● Assignment
Using the data below, copy each line that includes the word "should".
_____
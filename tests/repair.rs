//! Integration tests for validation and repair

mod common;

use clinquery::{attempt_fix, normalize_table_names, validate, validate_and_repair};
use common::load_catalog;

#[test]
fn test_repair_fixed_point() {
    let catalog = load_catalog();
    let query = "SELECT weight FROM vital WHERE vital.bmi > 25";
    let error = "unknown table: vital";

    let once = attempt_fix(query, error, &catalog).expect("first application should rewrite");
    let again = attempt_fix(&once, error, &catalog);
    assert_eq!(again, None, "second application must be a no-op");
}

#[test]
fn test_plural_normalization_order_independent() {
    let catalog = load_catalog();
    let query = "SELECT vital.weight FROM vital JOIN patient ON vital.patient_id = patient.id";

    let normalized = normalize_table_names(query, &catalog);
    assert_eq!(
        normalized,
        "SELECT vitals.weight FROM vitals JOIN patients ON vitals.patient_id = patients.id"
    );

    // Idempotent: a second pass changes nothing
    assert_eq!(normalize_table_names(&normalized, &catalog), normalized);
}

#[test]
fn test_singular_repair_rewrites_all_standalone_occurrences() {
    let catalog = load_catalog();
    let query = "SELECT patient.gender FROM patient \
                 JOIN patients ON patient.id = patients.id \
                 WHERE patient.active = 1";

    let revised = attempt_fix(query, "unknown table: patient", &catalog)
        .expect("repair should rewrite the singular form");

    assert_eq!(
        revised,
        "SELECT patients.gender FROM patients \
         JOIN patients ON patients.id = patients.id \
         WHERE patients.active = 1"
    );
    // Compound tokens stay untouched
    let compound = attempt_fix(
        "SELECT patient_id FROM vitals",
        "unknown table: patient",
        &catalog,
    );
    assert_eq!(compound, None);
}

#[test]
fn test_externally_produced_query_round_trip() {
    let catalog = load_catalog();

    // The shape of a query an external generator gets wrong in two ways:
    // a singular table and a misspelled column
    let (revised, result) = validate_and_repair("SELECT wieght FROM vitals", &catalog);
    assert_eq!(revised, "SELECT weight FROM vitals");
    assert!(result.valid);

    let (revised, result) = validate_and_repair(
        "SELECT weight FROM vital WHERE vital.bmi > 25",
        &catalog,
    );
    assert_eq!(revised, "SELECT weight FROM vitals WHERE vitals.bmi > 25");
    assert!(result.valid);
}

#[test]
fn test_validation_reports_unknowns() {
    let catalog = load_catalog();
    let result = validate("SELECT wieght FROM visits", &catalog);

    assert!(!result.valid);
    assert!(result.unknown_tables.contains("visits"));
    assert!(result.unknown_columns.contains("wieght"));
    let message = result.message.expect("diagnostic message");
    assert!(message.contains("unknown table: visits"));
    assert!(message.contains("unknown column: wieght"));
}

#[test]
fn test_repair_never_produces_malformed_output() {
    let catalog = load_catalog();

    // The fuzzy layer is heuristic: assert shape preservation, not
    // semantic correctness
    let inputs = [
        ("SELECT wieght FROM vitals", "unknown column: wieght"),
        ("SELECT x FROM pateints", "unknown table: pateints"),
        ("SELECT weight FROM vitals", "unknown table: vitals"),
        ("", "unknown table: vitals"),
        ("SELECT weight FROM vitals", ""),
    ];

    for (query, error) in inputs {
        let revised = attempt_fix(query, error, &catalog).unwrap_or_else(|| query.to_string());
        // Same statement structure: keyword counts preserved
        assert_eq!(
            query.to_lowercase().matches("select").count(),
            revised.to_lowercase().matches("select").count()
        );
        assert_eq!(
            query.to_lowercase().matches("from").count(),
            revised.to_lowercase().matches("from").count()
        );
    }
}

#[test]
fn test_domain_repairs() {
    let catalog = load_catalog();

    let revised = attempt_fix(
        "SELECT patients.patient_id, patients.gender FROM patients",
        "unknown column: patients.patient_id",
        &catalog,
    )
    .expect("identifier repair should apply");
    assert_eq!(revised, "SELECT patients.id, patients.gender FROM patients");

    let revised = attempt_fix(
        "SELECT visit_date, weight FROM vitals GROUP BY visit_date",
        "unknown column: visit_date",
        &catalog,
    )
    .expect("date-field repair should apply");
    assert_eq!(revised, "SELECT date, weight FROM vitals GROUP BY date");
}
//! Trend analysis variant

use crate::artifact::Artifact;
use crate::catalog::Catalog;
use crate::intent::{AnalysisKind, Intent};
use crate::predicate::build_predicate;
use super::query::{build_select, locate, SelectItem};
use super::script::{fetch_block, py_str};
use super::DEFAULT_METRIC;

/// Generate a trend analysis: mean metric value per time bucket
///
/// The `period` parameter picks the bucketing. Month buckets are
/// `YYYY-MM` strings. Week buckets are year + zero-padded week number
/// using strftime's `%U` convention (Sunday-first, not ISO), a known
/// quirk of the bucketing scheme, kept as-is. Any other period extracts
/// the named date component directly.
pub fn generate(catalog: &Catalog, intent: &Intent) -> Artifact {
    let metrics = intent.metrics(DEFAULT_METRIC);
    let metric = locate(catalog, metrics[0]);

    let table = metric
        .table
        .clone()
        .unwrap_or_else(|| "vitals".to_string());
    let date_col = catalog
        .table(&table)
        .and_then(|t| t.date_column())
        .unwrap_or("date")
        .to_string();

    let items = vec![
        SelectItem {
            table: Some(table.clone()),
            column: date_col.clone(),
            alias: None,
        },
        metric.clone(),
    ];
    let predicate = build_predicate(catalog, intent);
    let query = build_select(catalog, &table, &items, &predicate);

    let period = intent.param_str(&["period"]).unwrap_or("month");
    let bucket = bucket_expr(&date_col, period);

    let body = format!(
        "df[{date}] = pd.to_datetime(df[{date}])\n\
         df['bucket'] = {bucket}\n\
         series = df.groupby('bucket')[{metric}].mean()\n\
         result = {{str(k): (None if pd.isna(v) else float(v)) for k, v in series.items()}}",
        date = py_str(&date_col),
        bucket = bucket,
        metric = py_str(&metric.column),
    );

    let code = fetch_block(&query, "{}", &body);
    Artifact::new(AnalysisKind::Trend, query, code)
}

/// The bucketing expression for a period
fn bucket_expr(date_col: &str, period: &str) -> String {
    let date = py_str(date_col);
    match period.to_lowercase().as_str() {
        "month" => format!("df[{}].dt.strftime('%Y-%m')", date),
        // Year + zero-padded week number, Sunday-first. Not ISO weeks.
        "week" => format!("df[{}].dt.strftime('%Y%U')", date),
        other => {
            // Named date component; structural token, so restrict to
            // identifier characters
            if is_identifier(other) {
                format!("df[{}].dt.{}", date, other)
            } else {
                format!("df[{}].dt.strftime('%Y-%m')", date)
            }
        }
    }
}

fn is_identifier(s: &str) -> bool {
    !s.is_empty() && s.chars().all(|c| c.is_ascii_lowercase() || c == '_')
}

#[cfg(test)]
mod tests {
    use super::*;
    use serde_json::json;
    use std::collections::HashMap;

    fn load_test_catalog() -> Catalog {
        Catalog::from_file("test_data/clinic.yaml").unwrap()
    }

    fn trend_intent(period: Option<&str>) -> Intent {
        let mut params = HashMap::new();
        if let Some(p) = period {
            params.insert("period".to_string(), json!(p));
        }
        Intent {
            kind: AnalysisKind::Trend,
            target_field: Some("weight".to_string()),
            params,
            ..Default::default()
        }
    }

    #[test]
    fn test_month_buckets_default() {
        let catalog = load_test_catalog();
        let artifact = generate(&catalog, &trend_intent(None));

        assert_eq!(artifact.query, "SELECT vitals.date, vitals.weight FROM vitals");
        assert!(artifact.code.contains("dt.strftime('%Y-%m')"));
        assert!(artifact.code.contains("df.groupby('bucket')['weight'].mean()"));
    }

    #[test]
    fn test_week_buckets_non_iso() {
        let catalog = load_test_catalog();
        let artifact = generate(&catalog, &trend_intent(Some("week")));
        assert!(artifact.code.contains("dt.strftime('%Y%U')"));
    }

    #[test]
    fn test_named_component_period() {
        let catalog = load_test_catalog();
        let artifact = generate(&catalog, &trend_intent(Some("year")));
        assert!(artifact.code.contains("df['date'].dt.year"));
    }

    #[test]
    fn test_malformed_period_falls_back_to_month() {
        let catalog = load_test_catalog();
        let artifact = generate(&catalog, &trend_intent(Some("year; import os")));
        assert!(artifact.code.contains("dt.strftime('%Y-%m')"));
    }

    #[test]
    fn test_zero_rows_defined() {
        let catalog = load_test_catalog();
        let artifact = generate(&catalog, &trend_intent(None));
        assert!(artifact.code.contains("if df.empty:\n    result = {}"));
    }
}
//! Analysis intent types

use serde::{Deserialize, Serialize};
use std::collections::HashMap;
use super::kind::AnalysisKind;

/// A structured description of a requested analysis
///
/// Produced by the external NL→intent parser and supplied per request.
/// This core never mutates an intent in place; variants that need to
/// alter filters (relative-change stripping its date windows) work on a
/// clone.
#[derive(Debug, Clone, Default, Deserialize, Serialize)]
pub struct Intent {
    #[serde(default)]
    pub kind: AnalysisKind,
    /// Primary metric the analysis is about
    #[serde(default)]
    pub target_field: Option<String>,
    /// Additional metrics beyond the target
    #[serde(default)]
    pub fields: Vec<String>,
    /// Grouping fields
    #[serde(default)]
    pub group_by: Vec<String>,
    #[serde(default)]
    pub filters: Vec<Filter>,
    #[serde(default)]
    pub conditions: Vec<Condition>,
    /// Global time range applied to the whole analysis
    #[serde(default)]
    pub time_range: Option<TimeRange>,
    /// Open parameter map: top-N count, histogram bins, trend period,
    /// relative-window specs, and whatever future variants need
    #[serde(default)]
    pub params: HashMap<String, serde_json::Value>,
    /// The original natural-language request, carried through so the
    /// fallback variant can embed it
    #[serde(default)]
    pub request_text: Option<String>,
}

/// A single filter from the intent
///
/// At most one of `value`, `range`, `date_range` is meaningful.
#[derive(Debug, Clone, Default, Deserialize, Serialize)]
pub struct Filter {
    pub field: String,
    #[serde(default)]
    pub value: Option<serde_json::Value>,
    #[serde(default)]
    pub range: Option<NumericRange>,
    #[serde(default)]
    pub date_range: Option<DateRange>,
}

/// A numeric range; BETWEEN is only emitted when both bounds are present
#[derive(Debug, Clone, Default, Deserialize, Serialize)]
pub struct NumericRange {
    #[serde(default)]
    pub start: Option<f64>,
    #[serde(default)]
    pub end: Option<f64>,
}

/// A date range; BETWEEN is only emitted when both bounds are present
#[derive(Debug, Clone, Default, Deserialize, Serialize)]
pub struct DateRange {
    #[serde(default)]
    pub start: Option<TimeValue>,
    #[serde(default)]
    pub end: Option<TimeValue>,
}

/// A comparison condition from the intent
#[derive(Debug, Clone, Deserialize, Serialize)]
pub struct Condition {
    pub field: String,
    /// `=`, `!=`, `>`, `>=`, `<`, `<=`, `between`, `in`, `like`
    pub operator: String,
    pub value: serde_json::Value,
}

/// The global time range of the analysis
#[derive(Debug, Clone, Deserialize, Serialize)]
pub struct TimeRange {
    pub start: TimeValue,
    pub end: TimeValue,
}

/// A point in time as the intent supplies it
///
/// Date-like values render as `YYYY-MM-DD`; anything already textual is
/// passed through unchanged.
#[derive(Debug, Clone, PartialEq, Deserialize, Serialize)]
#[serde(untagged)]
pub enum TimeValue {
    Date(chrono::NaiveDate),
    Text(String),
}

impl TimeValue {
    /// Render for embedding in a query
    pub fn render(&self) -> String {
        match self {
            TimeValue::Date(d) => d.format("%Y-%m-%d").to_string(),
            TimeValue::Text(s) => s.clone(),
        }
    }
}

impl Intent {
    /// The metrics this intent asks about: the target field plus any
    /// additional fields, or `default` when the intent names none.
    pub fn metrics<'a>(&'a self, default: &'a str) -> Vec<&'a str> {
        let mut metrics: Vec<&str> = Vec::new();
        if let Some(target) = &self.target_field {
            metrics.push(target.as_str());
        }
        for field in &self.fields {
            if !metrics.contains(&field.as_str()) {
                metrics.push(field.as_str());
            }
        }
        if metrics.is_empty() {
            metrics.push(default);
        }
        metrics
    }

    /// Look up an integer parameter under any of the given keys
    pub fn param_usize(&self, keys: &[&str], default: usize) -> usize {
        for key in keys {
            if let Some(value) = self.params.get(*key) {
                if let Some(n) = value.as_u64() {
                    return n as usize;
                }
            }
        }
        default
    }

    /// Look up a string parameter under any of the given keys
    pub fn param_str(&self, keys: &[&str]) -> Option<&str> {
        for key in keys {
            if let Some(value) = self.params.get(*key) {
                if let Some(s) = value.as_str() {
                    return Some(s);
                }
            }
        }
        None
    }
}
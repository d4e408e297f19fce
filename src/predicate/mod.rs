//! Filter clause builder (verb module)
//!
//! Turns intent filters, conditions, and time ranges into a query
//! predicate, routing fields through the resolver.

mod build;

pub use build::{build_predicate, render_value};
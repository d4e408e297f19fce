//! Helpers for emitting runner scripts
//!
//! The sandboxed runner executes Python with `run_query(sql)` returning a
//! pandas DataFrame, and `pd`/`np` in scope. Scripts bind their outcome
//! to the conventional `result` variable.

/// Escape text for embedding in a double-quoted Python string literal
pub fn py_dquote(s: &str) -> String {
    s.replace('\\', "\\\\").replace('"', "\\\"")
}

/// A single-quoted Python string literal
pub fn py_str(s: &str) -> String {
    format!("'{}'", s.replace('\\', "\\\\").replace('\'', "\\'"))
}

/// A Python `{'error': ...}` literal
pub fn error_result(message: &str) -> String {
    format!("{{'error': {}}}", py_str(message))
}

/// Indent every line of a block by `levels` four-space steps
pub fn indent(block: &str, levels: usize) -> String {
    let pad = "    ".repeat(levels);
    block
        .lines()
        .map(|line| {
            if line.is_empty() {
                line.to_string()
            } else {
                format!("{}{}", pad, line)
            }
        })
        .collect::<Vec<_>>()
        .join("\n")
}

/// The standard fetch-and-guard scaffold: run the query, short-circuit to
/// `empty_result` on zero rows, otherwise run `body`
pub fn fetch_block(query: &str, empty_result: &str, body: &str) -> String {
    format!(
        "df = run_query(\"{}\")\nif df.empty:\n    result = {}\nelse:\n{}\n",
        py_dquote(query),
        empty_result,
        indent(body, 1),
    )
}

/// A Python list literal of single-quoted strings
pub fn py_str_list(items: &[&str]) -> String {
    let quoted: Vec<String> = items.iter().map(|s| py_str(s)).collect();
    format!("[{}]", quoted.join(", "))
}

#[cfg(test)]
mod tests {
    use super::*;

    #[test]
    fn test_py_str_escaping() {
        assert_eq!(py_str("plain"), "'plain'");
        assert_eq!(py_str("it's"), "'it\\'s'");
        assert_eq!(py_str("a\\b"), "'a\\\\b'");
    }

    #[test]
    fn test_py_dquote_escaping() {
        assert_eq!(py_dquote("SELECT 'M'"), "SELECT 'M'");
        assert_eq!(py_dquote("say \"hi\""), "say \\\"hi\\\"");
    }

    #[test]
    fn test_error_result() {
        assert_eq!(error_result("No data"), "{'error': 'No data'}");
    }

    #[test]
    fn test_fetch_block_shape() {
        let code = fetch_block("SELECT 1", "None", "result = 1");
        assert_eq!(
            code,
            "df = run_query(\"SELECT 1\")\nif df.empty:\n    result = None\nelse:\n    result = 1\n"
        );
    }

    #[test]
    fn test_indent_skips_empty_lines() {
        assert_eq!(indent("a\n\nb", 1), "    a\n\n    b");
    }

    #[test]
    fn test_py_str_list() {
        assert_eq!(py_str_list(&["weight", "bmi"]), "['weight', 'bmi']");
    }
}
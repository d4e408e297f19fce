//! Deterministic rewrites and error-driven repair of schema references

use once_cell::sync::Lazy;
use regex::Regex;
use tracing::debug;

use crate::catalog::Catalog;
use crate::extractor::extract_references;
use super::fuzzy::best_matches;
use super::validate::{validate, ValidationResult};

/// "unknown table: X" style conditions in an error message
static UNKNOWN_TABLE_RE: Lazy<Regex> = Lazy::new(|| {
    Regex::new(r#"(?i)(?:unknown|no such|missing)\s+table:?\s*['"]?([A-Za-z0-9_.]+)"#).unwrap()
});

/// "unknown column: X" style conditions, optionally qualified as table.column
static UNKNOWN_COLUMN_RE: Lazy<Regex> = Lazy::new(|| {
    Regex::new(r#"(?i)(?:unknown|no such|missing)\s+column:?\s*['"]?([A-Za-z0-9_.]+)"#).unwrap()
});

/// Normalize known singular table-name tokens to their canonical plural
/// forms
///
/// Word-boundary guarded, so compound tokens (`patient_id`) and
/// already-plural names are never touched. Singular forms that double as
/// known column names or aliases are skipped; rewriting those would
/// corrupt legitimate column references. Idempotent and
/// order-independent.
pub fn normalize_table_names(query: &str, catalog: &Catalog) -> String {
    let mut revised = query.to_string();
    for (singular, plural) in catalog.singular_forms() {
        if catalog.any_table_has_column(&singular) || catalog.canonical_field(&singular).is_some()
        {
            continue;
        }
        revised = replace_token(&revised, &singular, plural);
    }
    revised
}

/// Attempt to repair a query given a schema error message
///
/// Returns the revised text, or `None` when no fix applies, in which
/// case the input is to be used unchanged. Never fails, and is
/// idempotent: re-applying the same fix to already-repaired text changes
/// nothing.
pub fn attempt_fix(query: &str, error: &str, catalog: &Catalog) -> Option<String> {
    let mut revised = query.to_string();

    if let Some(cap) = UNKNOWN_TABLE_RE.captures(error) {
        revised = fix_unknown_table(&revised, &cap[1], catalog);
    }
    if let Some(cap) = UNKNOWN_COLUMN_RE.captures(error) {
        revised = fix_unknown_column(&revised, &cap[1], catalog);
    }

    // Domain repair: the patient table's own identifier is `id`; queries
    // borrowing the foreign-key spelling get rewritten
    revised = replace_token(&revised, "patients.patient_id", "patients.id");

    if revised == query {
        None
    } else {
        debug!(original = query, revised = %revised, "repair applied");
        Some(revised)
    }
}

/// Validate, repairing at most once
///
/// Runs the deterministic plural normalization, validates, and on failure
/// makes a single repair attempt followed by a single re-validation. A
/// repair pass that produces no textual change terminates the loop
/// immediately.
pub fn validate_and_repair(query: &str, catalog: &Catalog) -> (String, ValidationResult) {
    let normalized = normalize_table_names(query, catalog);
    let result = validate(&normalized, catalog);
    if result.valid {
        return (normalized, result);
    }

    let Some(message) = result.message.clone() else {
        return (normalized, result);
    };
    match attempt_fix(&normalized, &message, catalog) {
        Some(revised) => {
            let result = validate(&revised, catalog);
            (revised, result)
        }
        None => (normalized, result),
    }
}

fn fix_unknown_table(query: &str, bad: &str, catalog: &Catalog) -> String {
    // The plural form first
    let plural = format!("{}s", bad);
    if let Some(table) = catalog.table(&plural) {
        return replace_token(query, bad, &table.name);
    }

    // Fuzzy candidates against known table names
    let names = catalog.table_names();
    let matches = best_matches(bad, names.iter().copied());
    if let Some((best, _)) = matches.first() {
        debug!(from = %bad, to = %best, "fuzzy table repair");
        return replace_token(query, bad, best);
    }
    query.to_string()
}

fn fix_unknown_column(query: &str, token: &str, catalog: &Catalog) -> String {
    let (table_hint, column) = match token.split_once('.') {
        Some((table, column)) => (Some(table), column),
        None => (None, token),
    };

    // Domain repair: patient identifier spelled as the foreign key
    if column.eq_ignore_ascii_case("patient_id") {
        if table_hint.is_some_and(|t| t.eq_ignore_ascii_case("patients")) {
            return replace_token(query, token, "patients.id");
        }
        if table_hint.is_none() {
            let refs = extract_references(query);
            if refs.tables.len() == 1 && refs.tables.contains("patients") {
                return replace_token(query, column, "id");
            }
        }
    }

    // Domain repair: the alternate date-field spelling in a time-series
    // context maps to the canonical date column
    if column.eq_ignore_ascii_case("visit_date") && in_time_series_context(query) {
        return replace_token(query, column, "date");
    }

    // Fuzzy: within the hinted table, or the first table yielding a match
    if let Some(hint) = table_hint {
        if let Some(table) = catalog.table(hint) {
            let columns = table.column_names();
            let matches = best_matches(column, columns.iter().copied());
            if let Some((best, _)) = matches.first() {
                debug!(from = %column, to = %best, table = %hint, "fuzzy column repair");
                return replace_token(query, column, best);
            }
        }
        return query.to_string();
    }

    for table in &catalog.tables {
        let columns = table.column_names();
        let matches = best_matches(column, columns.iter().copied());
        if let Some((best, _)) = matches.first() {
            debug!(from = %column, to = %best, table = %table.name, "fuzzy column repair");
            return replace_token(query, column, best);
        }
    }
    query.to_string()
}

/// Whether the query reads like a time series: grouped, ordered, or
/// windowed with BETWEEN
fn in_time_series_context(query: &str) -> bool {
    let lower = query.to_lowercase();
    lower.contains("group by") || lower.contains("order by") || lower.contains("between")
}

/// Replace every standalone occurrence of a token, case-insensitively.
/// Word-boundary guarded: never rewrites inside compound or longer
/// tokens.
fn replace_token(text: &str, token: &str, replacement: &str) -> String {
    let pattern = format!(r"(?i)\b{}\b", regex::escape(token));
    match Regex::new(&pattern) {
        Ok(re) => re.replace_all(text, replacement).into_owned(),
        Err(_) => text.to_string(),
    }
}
_____
● Exercise solution
    let once = attempt_fix(query, error, &catalog).expect("first application should rewrite");
        .expect("repair should rewrite the singular form");
    .expect("identifier repair should apply");
    .expect("date-field repair should apply");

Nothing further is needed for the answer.